Synthetic snail venom might relieve cancer pain


Wednesday, January 7th 2004, 12:00 am
By: News On 6


CHICAGO (AP) _ A synthetic form of sea snail venom can ease pain in cancer and AIDS victims who get no relief from morphine or other conventional painkillers, a study found.

Laboratory research has found evidence that the venom that the snails inject to immobilize their prey might have beneficial effects on some heart problems, strokes, central nervous system disorders and other ills.

The latest study involved the experimental drug ziconotide, a laboratory-made equivalent of a compound in the venom of the small Conus Magus cone snail, which lives in shallow tropical saltwater.

The infusions produced significant relief in patients whose pain did not respond to more conventional drugs such as morphine.

Side effects, including dizziness and confusion, were common but can be reduced by fine-tuning the drug dose, said co-author Dr. David Ellis, a medical director of Elan Pharmaceuticals, which makes ziconotide and helped fund the study.

``This is a new, promising kind of treatment,'' said Dr. Jerome Yates, vice president for research at the American Cancer Society. Yates, who was not involved in the study, said thousands of cancer patients suffer from intractable pain and might benefit from the new drug.

Elan is seeking federal approval for the drug, and one of the researchers said he expects it to become commercially available within the year.

The study appears in Wednesday's Journal of the American Medical Association. Medtronic, which makes infusion pumps for delivering painkillers, co-funded the study.

Seeking human uses for animals' defense mechanisms is not new. Other recent efforts include an experimental drug derived from snake venom that has shown promise in treating strokes.

The snail-venom research involved 111 patients ages 24 to 85 in the United States, Australia and the Netherlands. All were treated with a small, battery-operated pump implanted in their abdomens and attached to a catheter that delivered continuous medication or a dummy drug into fluid surrounding the spinal cord. Treatment lasted about 10 days; most patients were not hospitalized during that time.

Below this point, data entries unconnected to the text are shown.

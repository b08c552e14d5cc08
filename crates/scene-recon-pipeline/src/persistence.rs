//! Pose JSON and PLY point cloud files.

use std::fs::{self, File};
use std::io::{BufWriter, Write};
use std::path::Path;

use anyhow::{Context, Result};
use serde::{Deserialize, Serialize};
use serde_json::{Map, Value};

use scene_recon_core::{Mat4, Pt3, Real, ReconError, Rgb, mat4_rows};

/// On-disk pose file: camera-to-world 4×4 matrices keyed by image name.
#[derive(Debug, Clone, Default, PartialEq, Serialize, Deserialize)]
pub struct PoseFile {
    pub extrinsics: Map<String, Value>,
}

fn ensure_parent_dir(path: &Path) -> Result<()> {
    match path.parent() {
        Some(parent) if !parent.as_os_str().is_empty() => fs::create_dir_all(parent)
            .with_context(|| format!("failed to create {}", parent.display())),
        _ => Ok(()),
    }
}

/// Write `{"extrinsics": {name: [[row0], .., [row3]]}}` to `path`.
///
/// Later entries win when names repeat.
///
/// # Errors
///
/// Returns [`ReconError::CountMismatch`] if `poses` and `names` differ in
/// length (nothing is written), or an I/O error.
pub fn save_poses(poses: &[Mat4], names: &[String], path: &Path) -> Result<()> {
    if poses.len() != names.len() {
        return Err(ReconError::CountMismatch {
            left: "pose",
            left_len: poses.len(),
            right: "name",
            right_len: names.len(),
        }
        .into());
    }

    let mut extrinsics = Map::new();
    for (name, pose) in names.iter().zip(poses) {
        if extrinsics
            .insert(name.clone(), serde_json::to_value(mat4_rows(pose))?)
            .is_some()
        {
            log::warn!("duplicate image name '{name}' in pose file; keeping the last pose");
        }
    }

    ensure_parent_dir(path)?;
    let json = serde_json::to_string_pretty(&PoseFile { extrinsics })?;
    fs::write(path, json).with_context(|| format!("failed to write {}", path.display()))?;
    log::info!("saved {} camera poses to {}", poses.len(), path.display());
    Ok(())
}

/// Read a pose file written by [`save_poses`], in key order.
///
/// # Errors
///
/// Returns an error if the file is unreadable or a pose is not a 4×4 array.
pub fn load_poses(path: &Path) -> Result<Vec<(String, Mat4)>> {
    let text = fs::read_to_string(path).with_context(|| format!("failed to read {}", path.display()))?;
    let file: PoseFile =
        serde_json::from_str(&text).with_context(|| format!("failed to parse {}", path.display()))?;
    file.extrinsics
        .into_iter()
        .map(|(name, value)| {
            let rows: [[Real; 4]; 4] = serde_json::from_value(value)
                .with_context(|| format!("pose '{name}' is not a 4x4 matrix"))?;
            Ok((name, Mat4::from_fn(|r, c| rows[r][c])))
        })
        .collect()
}

/// Write an ASCII PLY with float XYZ and, when `colors` is given, uchar RGB.
///
/// # Errors
///
/// Returns an error if `colors` does not match `points` in length or the
/// writer fails.
pub fn write_ply<W: Write>(writer: &mut W, points: &[Pt3], colors: Option<&[Rgb]>) -> Result<()> {
    if let Some(colors) = colors.filter(|c| c.len() != points.len()) {
        return Err(ReconError::CountMismatch {
            left: "point",
            left_len: points.len(),
            right: "color",
            right_len: colors.len(),
        }
        .into());
    }

    writeln!(writer, "ply")?;
    writeln!(writer, "format ascii 1.0")?;
    writeln!(writer, "element vertex {}", points.len())?;
    writeln!(writer, "property float x")?;
    writeln!(writer, "property float y")?;
    writeln!(writer, "property float z")?;
    if colors.is_some() {
        writeln!(writer, "property uchar red")?;
        writeln!(writer, "property uchar green")?;
        writeln!(writer, "property uchar blue")?;
    }
    writeln!(writer, "end_header")?;

    for (i, p) in points.iter().enumerate() {
        write!(writer, "{} {} {}", p.x as f32, p.y as f32, p.z as f32)?;
        if let Some(colors) = colors {
            let [r, g, b] = colors[i];
            write!(writer, " {r} {g} {b}")?;
        }
        writeln!(writer)?;
    }
    Ok(())
}

/// Save points (and optional colours) as an ASCII PLY file.
///
/// # Errors
///
/// See [`write_ply`].
pub fn save_points(points: &[Pt3], colors: Option<&[Rgb]>, path: &Path) -> Result<()> {
    ensure_parent_dir(path)?;
    let file = File::create(path).with_context(|| format!("failed to create {}", path.display()))?;
    let mut writer = BufWriter::new(file);
    write_ply(&mut writer, points, colors)?;
    writer.flush()?;
    log::info!("saved {} points to {}", points.len(), path.display());
    Ok(())
}

/// Save rows of 3 or 4 numbers as an XYZ PLY file; a 4th column is dropped.
///
/// # Errors
///
/// Returns [`ReconError::InvalidPointColumns`] for a row of any other
/// width, or an I/O error.
pub fn save_point_cloud<R: AsRef<[Real]>>(rows: &[R], path: &Path) -> Result<()> {
    let points = rows
        .iter()
        .enumerate()
        .map(|(row, r)| match r.as_ref() {
            [x, y, z] | [x, y, z, _] => Ok(Pt3::new(*x, *y, *z)),
            other => Err(ReconError::InvalidPointColumns {
                row,
                columns: other.len(),
            }),
        })
        .collect::<Result<Vec<_>, _>>()?;
    save_points(&points, None, path)
}

#[cfg(test)]
mod tests {
    use super::*;
    use nalgebra::Translation3;
    use tempfile::TempDir;

    #[test]
    fn poses_round_trip_by_name() {
        let dir = TempDir::new().unwrap();
        let path = dir.path().join("nested/poses.json");
        let poses = [
            Mat4::identity(),
            Translation3::new(1.0, -2.0, 0.5).to_homogeneous(),
        ];
        let names = ["b.png".to_string(), "a.png".to_string()];
        save_poses(&poses, &names, &path).unwrap();

        let json: Value = serde_json::from_str(&fs::read_to_string(&path).unwrap()).unwrap();
        assert_eq!(json["extrinsics"]["a.png"][0][3], 1.0);
        assert_eq!(json["extrinsics"]["b.png"][3][3], 1.0);

        let loaded = load_poses(&path).unwrap();
        assert_eq!(loaded[0].0, "a.png");
        assert_eq!(loaded[0].1, poses[1]);
    }

    #[test]
    fn pose_count_mismatch_writes_nothing() {
        let dir = TempDir::new().unwrap();
        let path = dir.path().join("poses.json");
        let err = save_poses(&[Mat4::identity(); 3], &["a".into(), "b".into()], &path).unwrap_err();
        assert!(matches!(
            err.downcast_ref::<ReconError>(),
            Some(ReconError::CountMismatch { left_len: 3, right_len: 2, .. })
        ));
        assert!(!path.exists());
    }

    #[test]
    fn ply_header_and_colours() {
        let mut buf = Vec::new();
        write_ply(
            &mut buf,
            &[Pt3::new(1.0, 2.0, 3.0)],
            Some(&[[10u8, 20, 30]][..]),
        )
        .unwrap();
        let text = String::from_utf8(buf).unwrap();
        let lines: Vec<_> = text.lines().collect();
        assert_eq!(lines[0], "ply");
        assert_eq!(lines[2], "element vertex 1");
        assert!(lines.contains(&"property uchar red"));
        assert_eq!(*lines.last().unwrap(), "1 2 3 10 20 30");
    }

    #[test]
    fn fourth_column_is_dropped() {
        let dir = TempDir::new().unwrap();
        let three = dir.path().join("three.ply");
        let four = dir.path().join("four.ply");
        save_point_cloud(&[[0.5, 1.0, -2.0], [3.0, 4.0, 5.0]], &three).unwrap();
        save_point_cloud(&[[0.5, 1.0, -2.0, 9.0], [3.0, 4.0, 5.0, 1.0]], &four).unwrap();
        assert_eq!(fs::read(&three).unwrap(), fs::read(&four).unwrap());
    }

    #[test]
    fn bad_row_width_is_rejected() {
        let dir = TempDir::new().unwrap();
        let rows = vec![vec![1.0, 2.0, 3.0], vec![1.0, 2.0]];
        let err = save_point_cloud(&rows, &dir.path().join("x.ply")).unwrap_err();
        assert_eq!(
            err.downcast_ref::<ReconError>(),
            Some(&ReconError::InvalidPointColumns { row: 1, columns: 2 })
        );
    }
}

The patients rated their pain. Pain relief was moderate to complete in 53 percent of ziconotide patients, compared with about 18 percent of the placebo group.

Serious side effects occurred in 22 ziconotide patients and four placebo patients. Subsequent research has shown that starting patients on lower doses reduces the risks, and many have remained on treatment for more than a year, Ellis said.

``This gives us another weapon to help deal with those patients who don't respond to the normal, conventional treatments,'' said Dr. Steven Charapata, a co-author and director of the Pain Institute at Research Medical Center in Kansas City, Mo.